-- Exercise details --
Only lines holding the word "main" are wanted. Copy them from the listing below.

-- Supplied records --

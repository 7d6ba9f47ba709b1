//! tias-harvest - Treaties and Other International Acts Series harvester.
//!
//! Walks the State Department's yearly TIAS listings, collects agreement
//! detail links, then fetches each one and extracts its PDF or HTML content.

mod catalog;
mod cli;
mod config;
mod error;
mod extract;
mod pipeline;
mod scrapers;
mod sink;
mod storage;

use tracing_subscriber::{layer::SubscriberExt, util::SubscriberInitExt};

#[tokio::main]
async fn main() -> anyhow::Result<()> {
    // Load .env file if present (before anything else)
    let _ = dotenvy::dotenv();

    // Initialize logging based on verbosity
    let default_filter = if cli::is_verbose() {
        "tias_harvest=info"
    } else {
        "tias_harvest=warn"
    };

    tracing_subscriber::registry()
        .with(
            tracing_subscriber::EnvFilter::try_from_default_env()
                .unwrap_or_else(|_| default_filter.into()),
        )
        .with(tracing_subscriber::fmt::layer())
        .init();

    cli::run().await
}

-- Answer to this problem --
#[tokio::main]
async fn main() -> anyhow::Result<()> {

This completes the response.